しかしこうした雑音を打ち消すかのように辛抱強く・正確な実験結果を主張し続けたジェンナーの成果は世紀の発見と称されはじめ「Inquiry」を出版してから3年後、天然痘ワクチンは世界中で使用されるようになった。
1802年、英議会もそんなジェンナーに対し1万ポンド、さらに5年後には2万ポンドの褒賞金を与えている。褒賞金を出すことで政府公認の印象を作り、種痘をいち早く国民に認めさせる狙いがあった。
イギリス政府はジェンナー以外の方法を禁止したにも関わらず、彼は種痘法の特許をとることはしなかった。なぜなら、特許をとるとワクチンが高価なものになり、多くの人々に行き届かないとの考えからである。
それどころかジェンナーは問い合わせがあれば世界中、誰が相手でも私費で指南書やサンプルを提供し続けた。1823年1月26日脳卒中の為、死去。享年73。

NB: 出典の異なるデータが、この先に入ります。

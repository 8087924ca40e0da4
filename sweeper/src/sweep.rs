//! Run a planned sweep with a monochromator, a SourceMeter, and optionally a power meter.

use std::thread;

use instrumentrs::InstrumentInterface;
use keithley_2602b::Keithley2602b;
use measurements::{Current, Power, Voltage};
use princeton_sp2150i::{Sp2150i, settle_time};
use thorlabs_pm100::Pm100;

use crate::{SweepError, SweepPlan};

/// Safety margin applied to the estimated move time after every step of the sweep.
pub const SWEEP_SETTLE_MARGIN: f64 = 1.2;

/// Settings of a sweep.
#[derive(Debug, Clone, Copy, PartialEq)]
pub struct SweepConfig {
    /// Scan speed of the monochromator in nm/min.
    pub scan_speed_nm_per_min: f64,
    /// Number of current readings averaged per wavelength.
    pub samples: u32,
}

impl Default for SweepConfig {
    fn default() -> Self {
        SweepConfig {
            scan_speed_nm_per_min: 300.0,
            samples: 9,
        }
    }
}

/// One recorded point of a sweep.
#[derive(Debug, Clone, Copy, PartialEq)]
pub struct SweepPoint {
    /// The wavelength we asked the monochromator for in nm.
    pub target_nm: u32,
    /// The wavelength the monochromator reported after the measurement in nm.
    pub wavelength_nm: f64,
    /// Mean of the current readings.
    pub current: Current,
    /// Optical power, if a power meter is attached.
    pub power: Option<Power>,
}

/// All points of a finished sweep together with the bias voltage of the SourceMeter.
#[derive(Debug, Clone, PartialEq)]
pub struct SweepRecord {
    /// Points in the order they were measured.
    pub points: Vec<SweepPoint>,
    /// Source voltage read back from the SourceMeter after the sweep.
    pub source_voltage: Voltage,
}

impl SweepRecord {
    /// Whether any point carries a power reading.
    pub fn has_power(&self) -> bool {
        self.points.iter().any(|pt| pt.power.is_some())
    }
}

/// Drives the instruments through a [`SweepPlan`].
///
/// The SourceMeter biases the photodiode on channel A and measures its current through SCPI.
pub struct Sweeper<S, M, P>
where
    S: InstrumentInterface,
    M: InstrumentInterface,
    P: InstrumentInterface,
{
    smu: Keithley2602b<S>,
    monochromator: Sp2150i<M>,
    power_meter: Option<Pm100<P>>,
    config: SweepConfig,
}

impl<S, M, P> Sweeper<S, M, P>
where
    S: InstrumentInterface,
    M: InstrumentInterface,
    P: InstrumentInterface,
{
    /// Create a sweeper without a power meter.
    pub fn new(smu: Keithley2602b<S>, monochromator: Sp2150i<M>, config: SweepConfig) -> Self {
        Sweeper {
            smu,
            monochromator,
            power_meter: None,
            config,
        }
    }

    /// Also read the optical power at every point.
    pub fn with_power_meter(mut self, power_meter: Pm100<P>) -> Self {
        self.power_meter = Some(power_meter);
        self
    }

    /// The settings this sweeper runs with.
    pub fn config(&self) -> &SweepConfig {
        &self.config
    }

    /// Run the sweep and return the recorded points.
    ///
    /// The output of channel A is turned off when the sweep ends, also if it fails.
    pub fn run(&mut self, plan: &SweepPlan) -> Result<SweepRecord, SweepError> {
        if self.config.samples == 0 {
            return Err(SweepError::InvalidConfig(
                "at least one sample per point is required".to_string(),
            ));
        }

        self.smu.initialize_scpi_bias()?;
        let mut smua = self.smu.get_channel(0)?;
        smua.output_on()?;

        let sweep = self.sweep(plan);
        if let Err(err) = smua.output_off() {
            match &sweep {
                Ok(_) => return Err(err.into()),
                Err(_) => tracing::error!(%err, "Could not turn off the output of channel A"),
            }
        }
        let points = sweep?;

        let source_voltage = self.smu.scpi_get_source_voltage()?;
        tracing::info!(
            points = points.len(),
            source_voltage_v = source_voltage.as_volts(),
            "Sweep finished"
        );
        Ok(SweepRecord {
            points,
            source_voltage,
        })
    }

    fn sweep(&mut self, plan: &SweepPlan) -> Result<Vec<SweepPoint>, SweepError> {
        let speed = self.config.scan_speed_nm_per_min;
        self.monochromator.set_scan_speed_nm_per_min(speed)?;

        let mut points = Vec::with_capacity(plan.len());
        for &target_nm in plan.targets() {
            let target = f64::from(target_nm);
            let present = self.monochromator.get_wavelength_nm()?;
            self.monochromator.set_wavelength_nm(target)?;
            thread::sleep(settle_time(present, target, speed, SWEEP_SETTLE_MARGIN)?);

            let current = self.mean_current()?;
            let power = match self.power_meter.as_mut() {
                Some(pm) => {
                    pm.set_wavelength_nm(target)?;
                    Some(pm.measure_power()?)
                }
                None => None,
            };
            let wavelength_nm = self.monochromator.get_wavelength_nm()?;

            tracing::info!(
                target_nm,
                wavelength_nm,
                current_a = current.as_amperes(),
                "Point recorded"
            );
            points.push(SweepPoint {
                target_nm,
                wavelength_nm,
                current,
                power,
            });
        }
        Ok(points)
    }

    fn mean_current(&mut self) -> Result<Current, SweepError> {
        let mut sum = 0.0;
        for _ in 0..self.config.samples {
            sum += self.smu.scpi_measure_current()?.as_amperes();
        }
        Ok(Current::from_amperes(sum / f64::from(self.config.samples)))
    }
}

ワクチンという言葉はラテン語で牛を意味する“vacca” から来ているのをご存知だろうか。
ジェンナーの研究に協力した牛のブラッサムと、乳搾りの女サラに敬意を表してのことなのだろう。
その後、ジェンナーは「近代免疫学の父」と呼ばれ、その功績は今もなお世界中で高く評価されている。
現在、彼の故郷の町には牛のブラッサムの角の飾られた小さな博物館が建っている。
また脚光を浴びる事を嫌い都会暮らしを避けてきたエドワード・ジェンナーの立派な銅像はハイドパークの奥にひっそりと立っていて、今、新型コロナウイルス感染症と戦う私達を見守っている。